Your goal — Pull out every line below that holds the word "usize".

Material provided —
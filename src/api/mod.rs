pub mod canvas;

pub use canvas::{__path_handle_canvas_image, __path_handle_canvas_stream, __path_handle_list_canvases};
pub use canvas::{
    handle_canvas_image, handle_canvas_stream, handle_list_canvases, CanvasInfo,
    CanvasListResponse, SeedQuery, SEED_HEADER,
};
...
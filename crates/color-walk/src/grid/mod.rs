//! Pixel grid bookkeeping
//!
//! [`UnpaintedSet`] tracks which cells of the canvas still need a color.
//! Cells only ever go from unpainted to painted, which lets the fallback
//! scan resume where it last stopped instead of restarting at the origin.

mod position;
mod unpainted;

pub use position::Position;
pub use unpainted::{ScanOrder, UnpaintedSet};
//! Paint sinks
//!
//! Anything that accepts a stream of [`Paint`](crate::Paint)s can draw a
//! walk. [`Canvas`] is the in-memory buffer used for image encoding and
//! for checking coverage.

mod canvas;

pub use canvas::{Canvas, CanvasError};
--
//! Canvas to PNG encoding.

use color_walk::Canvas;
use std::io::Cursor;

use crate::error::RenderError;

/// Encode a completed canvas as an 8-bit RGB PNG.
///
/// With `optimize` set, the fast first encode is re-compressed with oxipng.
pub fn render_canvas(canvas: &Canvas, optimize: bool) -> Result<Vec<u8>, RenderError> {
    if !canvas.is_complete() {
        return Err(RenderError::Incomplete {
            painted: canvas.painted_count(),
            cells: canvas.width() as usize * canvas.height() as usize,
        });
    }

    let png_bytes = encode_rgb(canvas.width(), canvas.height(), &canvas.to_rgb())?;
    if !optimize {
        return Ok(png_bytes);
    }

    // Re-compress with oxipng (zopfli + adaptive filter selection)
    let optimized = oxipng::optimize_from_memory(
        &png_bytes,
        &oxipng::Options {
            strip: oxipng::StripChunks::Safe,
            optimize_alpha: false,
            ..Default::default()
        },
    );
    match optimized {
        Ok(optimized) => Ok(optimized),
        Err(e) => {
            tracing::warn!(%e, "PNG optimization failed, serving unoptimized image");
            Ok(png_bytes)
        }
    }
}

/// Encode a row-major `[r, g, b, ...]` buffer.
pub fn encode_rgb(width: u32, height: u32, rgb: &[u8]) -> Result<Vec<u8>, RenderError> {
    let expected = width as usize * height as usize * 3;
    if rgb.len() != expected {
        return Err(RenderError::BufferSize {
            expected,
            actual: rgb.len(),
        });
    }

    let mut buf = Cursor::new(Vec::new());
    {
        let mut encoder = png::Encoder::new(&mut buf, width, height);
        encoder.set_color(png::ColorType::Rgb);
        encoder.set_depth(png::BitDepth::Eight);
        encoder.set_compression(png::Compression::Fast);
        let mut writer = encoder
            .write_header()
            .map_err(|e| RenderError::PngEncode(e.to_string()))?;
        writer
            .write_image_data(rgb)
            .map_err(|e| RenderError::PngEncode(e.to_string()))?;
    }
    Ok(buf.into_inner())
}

Output for this exercise —
            cells: canvas.width() as usize * canvas.height() as usize,
    let expected = width as usize * height as usize * 3;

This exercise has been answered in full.